### INPUT MATERIAL
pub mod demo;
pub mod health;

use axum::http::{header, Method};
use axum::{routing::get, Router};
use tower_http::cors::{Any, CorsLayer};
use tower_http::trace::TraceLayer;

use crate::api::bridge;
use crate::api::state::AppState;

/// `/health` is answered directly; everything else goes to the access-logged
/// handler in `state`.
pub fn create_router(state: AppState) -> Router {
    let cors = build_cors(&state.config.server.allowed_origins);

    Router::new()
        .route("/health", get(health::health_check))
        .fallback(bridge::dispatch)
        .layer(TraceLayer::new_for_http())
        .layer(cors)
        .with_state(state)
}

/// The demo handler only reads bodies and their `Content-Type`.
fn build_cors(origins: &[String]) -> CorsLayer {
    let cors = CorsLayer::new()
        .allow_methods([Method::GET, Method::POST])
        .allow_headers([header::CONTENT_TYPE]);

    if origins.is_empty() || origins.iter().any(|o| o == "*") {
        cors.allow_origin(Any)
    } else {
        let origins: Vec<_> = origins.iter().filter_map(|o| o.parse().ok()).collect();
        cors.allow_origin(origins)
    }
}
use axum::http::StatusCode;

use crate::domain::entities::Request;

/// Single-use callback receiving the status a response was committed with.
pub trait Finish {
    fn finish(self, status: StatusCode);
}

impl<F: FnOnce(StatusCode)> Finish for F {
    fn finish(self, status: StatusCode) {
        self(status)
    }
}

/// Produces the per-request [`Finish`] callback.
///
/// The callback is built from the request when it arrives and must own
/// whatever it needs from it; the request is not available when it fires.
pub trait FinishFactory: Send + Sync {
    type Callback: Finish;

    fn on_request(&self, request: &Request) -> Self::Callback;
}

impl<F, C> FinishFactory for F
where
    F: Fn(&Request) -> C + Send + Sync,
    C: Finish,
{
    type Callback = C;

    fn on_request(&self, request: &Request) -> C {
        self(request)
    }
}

### PROBLEM
Repeat the data in full, keeping each word exactly as it is.

### REPLY
pub mod demo;
pub mod health;

use axum::http::{header, Method};
use axum::{routing::get, Router};
use tower_http::cors::{Any, CorsLayer};
use tower_http::trace::TraceLayer;

use crate::api::bridge;
use crate::api::state::AppState;

/// `/health` is answered directly; everything else goes to the access-logged
/// handler in `state`.
pub fn create_router(state: AppState) -> Router {
    let cors = build_cors(&state.config.server.allowed_origins);

    Router::new()
        .route("/health", get(health::health_check))
        .fallback(bridge::dispatch)
        .layer(TraceLayer::new_for_http())
        .layer(cors)
        .with_state(state)
}

/// The demo handler only reads bodies and their `Content-Type`.
fn build_cors(origins: &[String]) -> CorsLayer {
    let cors = CorsLayer::new()
        .allow_methods([Method::GET, Method::POST])
        .allow_headers([header::CONTENT_TYPE]);

    if origins.is_empty() || origins.iter().any(|o| o == "*") {
        cors.allow_origin(Any)
    } else {
        let origins: Vec<_> = origins.iter().filter_map(|o| o.parse().ok()).collect();
        cors.allow_origin(origins)
    }
}
use axum::http::StatusCode;

use crate::domain::entities::Request;

/// Single-use callback receiving the status a response was committed with.
pub trait Finish {
    fn finish(self, status: StatusCode);
}

impl<F: FnOnce(StatusCode)> Finish for F {
    fn finish(self, status: StatusCode) {
        self(status)
    }
}

/// Produces the per-request [`Finish`] callback.
///
/// The callback is built from the request when it arrives and must own
/// whatever it needs from it; the request is not available when it fires.
pub trait FinishFactory: Send + Sync {
    type Callback: Finish;

    fn on_request(&self, request: &Request) -> Self::Callback;
}

impl<F, C> FinishFactory for F
where
    F: Fn(&Request) -> C + Send + Sync,
    C: Finish,
{
    type Callback = C;

    fn on_request(&self, request: &Request) -> C {
        self(request)
    }
}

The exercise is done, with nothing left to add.